Are Methane Emissions in India Being Missed? Satellite Data vs. Reality

Syllabus: Conservation, environmental pollution and degradation, environmental impact assessment.

Methane and Its Climate Significance

  • Methane is a potent greenhouse gas, 84 times stronger than CO₂ over a 20-year period.
  • It is generated through decomposition of organic matter, including waste in landfills.
  • While useful as fuel, uncontrolled methane emissions accelerate global warming.
  • Managing methane offers immediate climate gains alongside cleaner urban environments.

India’s Methane Emissions: Waste Sector Focus

  • Around 15% of India’s methane emissions originate from the waste sector.
  • Waste management offers quick mitigation opportunities, unlike agriculture or energy sectors.
  • National frameworks like Swachh Bharat Mission already enable targeted interventions.
  • Effective mitigation depends on accurate identification of emission hotspots.

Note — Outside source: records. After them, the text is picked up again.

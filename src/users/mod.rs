pub mod dto;
pub mod handlers;
pub mod repo;

use crate::state::AppState;
use axum::Router;

pub fn router() -> Router<AppState> {
    Router::new()
        .merge(handlers::public_routes())
        .merge(handlers::me_routes())
}
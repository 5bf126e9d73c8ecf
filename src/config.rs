use serde::Deserialize;

#[derive(Debug, Clone, Deserialize)]
pub struct JwtConfig {
    pub secret: String,
    pub issuer: String,
    pub audience: String,
    pub ttl_minutes: i64,
}

#[derive(Debug, Clone, Deserialize)]
pub struct AppConfig {
    pub database_url: String,
    pub jwt: JwtConfig,
}

impl AppConfig {
    pub fn from_env() -> anyhow::Result<Self> {
        let database_url = std::env::var("DATABASE_URL")?;
        let jwt = JwtConfig {
            secret: std::env::var("JWT_SECRET")?,
            issuer: std::env::var("JWT_ISSUER").unwrap_or_else(|_| "recipebox".into()),
            audience: std::env::var("JWT_AUDIENCE").unwrap_or_else(|_| "recipebox-users".into()),
            ttl_minutes: std::env::var("JWT_TTL_MINUTES")
                .ok()
                .and_then(|v| v.parse::<i64>().ok())
                .unwrap_or(60),
        };
        Ok(Self { database_url, jwt })
    }
}
use argon2::{
    password_hash::{PasswordHash, PasswordHasher, PasswordVerifier, SaltString},
    Argon2,
};
use rand::rngs::OsRng;
use tracing::error;

pub fn hash_password(plain: &str) -> anyhow::Result<String> {
    let salt = SaltString::generate(&mut OsRng);
    let argon2 = Argon2::default();
    let hash = argon2
        .hash_password(plain.as_bytes(), &salt)
        .map_err(|e| {
            error!(error = %e, "argon2 hash_password error");
            anyhow::anyhow!(e.to_string())
        })?
        .to_string();
    Ok(hash)
}

pub fn verify_password(plain: &str, hash: &str) -> anyhow::Result<bool> {
    let parsed = PasswordHash::new(hash).map_err(|e| {
        error!(error = %e, "argon2 parse hash error");
        anyhow::anyhow!(e.to_string())
    })?;
    Ok(Argon2::default()
        .verify_password(plain.as_bytes(), &parsed)
        .is_ok())
}

#[cfg(test)]
mod tests {
    use super::*;

    #[test]
    fn hash_and_verify_roundtrip() {
        let password = "Secur3P@ssw0rd!";
        let hash = hash_password(password).expect("hashing should succeed");
        assert!(verify_password(password, &hash).expect("verify should succeed"));
    }

    #[test]
    fn hash_is_never_the_plaintext() {
        let password = "test@123";
        let hash = hash_password(password).expect("hashing should succeed");
        assert_ne!(hash, password);
        assert!(!hash.contains(password));
    }

    #[test]
    fn verify_rejects_wrong_password() {
        let password = "correct-horse-battery-staple";
        let hash = hash_password(password).expect("hashing should succeed");
        assert!(!verify_password("wrong-password", &hash).expect("verify should not error"));
    }

    #[test]
    fn verify_errors_on_malformed_hash() {
        let err = verify_password("anything", "not-a-valid-hash").unwrap_err();
        assert!(!err.to_string().is_empty());
    }
}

Challenges in Methane Measurement

  • Traditional estimates rely on models using waste volumes and baseline assumptions.
  • These models need frequent, accurate data, often scarce in developing countries.
  • Aggregated national or regional data makes site-specific detection difficult.
  • Ground-based monitoring requires costly equipment, maintenance, and technical capacity.

Role of Satellite-Based Monitoring

  • Satellites provide an alternative to overcome data and monitoring constraints.
  • Regional satellites track broad methane trends across several kilometres.
  • High-resolution satellites pinpoint hotspots down to a few square metres.
  • India used satellite data in 2023, with ISRO mapping anthropogenic methane emissions.

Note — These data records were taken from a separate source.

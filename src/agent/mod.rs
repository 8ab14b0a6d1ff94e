//! Mood agent - the request pipeline
//!
//! VALIDATE → CLASSIFY → (GREETING | SELF_INTRO | MOOD_MATCHED | MOOD_UNKNOWN) → RESPOND

use std::sync::Arc;
use std::time::Instant;
use tracing::info;

use crate::classifier::MoodClassifier;
use crate::composer::{
    ResponseComposer, CLARIFICATION_MESSAGE, GREETING_MESSAGE, IDENTITY_MESSAGE,
};
use crate::error::AgentError;
use crate::gemini::LanguageModel;
use crate::history::{recent_turns, ConversationTurn, MAX_HISTORY_TURNS};
use crate::models::{AgentResponse, Category, Interaction, InteractionKind, MoodLabel, SERVICE_NAME};
use crate::verses::{VerseProvider, VerseSource};
use crate::Result;

/// One validated user turn
#[derive(Debug, Clone, Default)]
pub struct AgentRequest {
    pub text: String,
    pub history: Vec<ConversationTurn>,
    /// Opaque conversation id, echoed back untouched
    pub session_id: Option<String>,
}

impl AgentRequest {
    pub fn new(text: impl Into<String>) -> Self {
        Self {
            text: text.into(),
            ..Default::default()
        }
    }
}

pub struct MoodAgent {
    classifier: MoodClassifier,
    verses: VerseProvider,
    composer: ResponseComposer,
}

impl MoodAgent {
    pub fn new(llm: Arc<dyn LanguageModel>, verse_source: Arc<dyn VerseSource>) -> Self {
        Self {
            classifier: MoodClassifier::new(llm.clone()),
            verses: VerseProvider::new(verse_source),
            composer: ResponseComposer::new(llm),
        }
    }

    /// Run the pipeline for one message
    pub async fn respond(&self, request: AgentRequest) -> Result<AgentResponse> {
        let start_time = Instant::now();

        let text = request.text.trim();
        if text.is_empty() {
            return Err(AgentError::InvalidRequest(
                "I didn't receive a clear message. Please try again.".to_string(),
            ));
        }

        let history = recent_turns(&request.history, MAX_HISTORY_TURNS);

        info!(
            session_id = request.session_id.as_deref().unwrap_or("-"),
            history_turns = history.len(),
            "Agent: message received"
        );

        let interaction = self.classifier.classify_interaction(text, &history).await;
        info!(
            interaction = ?interaction.kind(),
            mood = %interaction.mood(),
            "Agent: message classified"
        );

        let mut response = match interaction {
            Interaction::Greeting => Self::fixed_reply(GREETING_MESSAGE, InteractionKind::Greeting),
            Interaction::SelfIntro => Self::fixed_reply(IDENTITY_MESSAGE, InteractionKind::SelfIntro),
            Interaction::MoodUnknown { mood } => Self::clarify(mood),
            Interaction::MoodMatched { mood, category } => {
                self.mood_matched(mood, category, text, &history).await
            }
        };
        response.session_id = request.session_id;

        info!(
            elapsed_ms = start_time.elapsed().as_millis() as u64,
            has_verse = response.verse.is_some(),
            "Agent: response composed"
        );

        Ok(response)
    }

    fn fixed_reply(message: &str, interaction: InteractionKind) -> AgentResponse {
        AgentResponse {
            message: message.to_string(),
            mood_detected: MoodLabel::Unknown,
            verse: None,
            interaction,
            note: None,
            session_id: None,
            source: SERVICE_NAME.to_string(),
        }
    }

    fn clarify(mood: MoodLabel) -> AgentResponse {
        AgentResponse {
            mood_detected: mood,
            ..Self::fixed_reply(CLARIFICATION_MESSAGE, InteractionKind::MoodUnknown)
        }
    }

    async fn mood_matched(
        &self,
        mood: MoodLabel,
        category: Category,
        text: &str,
        history: &[ConversationTurn],
    ) -> AgentResponse {
        let selection = self.verses.select(Some(category)).await;

        let message = self
            .composer
            .explain(mood, Some(category), text, &selection, history)
            .await;

        AgentResponse {
            message,
            mood_detected: mood,
            verse: Some(selection.verse),
            interaction: InteractionKind::MoodMatched,
            note: selection.note,
            session_id: None,
            source: SERVICE_NAME.to_string(),
        }
    }
}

Key Findings from Satellite Data

  • Major dumpsites like Pirana, Deonar, Kanjurmarg, and sewage outlets show high emissions.
  • Satellites like CarbonMapper Tanager and SRON missions offer public landfill data.
  • Platforms such as ClimateTRACE and WasteMap integrate satellite observations with models.
  • Globally, landfill emissions are 1.8 times higher than model-based estimates.

Discrepancies Between Models and Reality

  • Delhi’s Ghazipur and Bhalswa emit 0.85–0.96 million tons CO₂e, nearly sector totals.
  • Mumbai’s Kanjurmarg emits 10 times higher than model estimates, despite engineered design.
  • Pirana landfill alone matches Gujarat’s entire waste-sector emission estimates.
  • These gaps indicate leakages, accelerated decomposition, or system failures.

Integrating Satellites with Ground Action

  • Satellite data alone faces limitations from cloud cover and weather variability.
  • Urban local bodies must validate findings through ground-level investigations.
  • A feedback loop links satellite detection with rapid on-site corrective action.
  • Infrastructure data, dumping patterns, and gas collection systems enhance accuracy.

Way Forward and Co-benefits

  • Expand satellite coverage across all major waste sites nationwide.
  • Establish on-ground validation systems in metropolitan cities.
  • Create standardised data-sharing platforms across urban and regulatory bodies.
  • Schemes like Gobardhan show methane’s potential through Bio-CNG production.
  • Data-driven waste policy can transform methane control into India’s smart climate solution.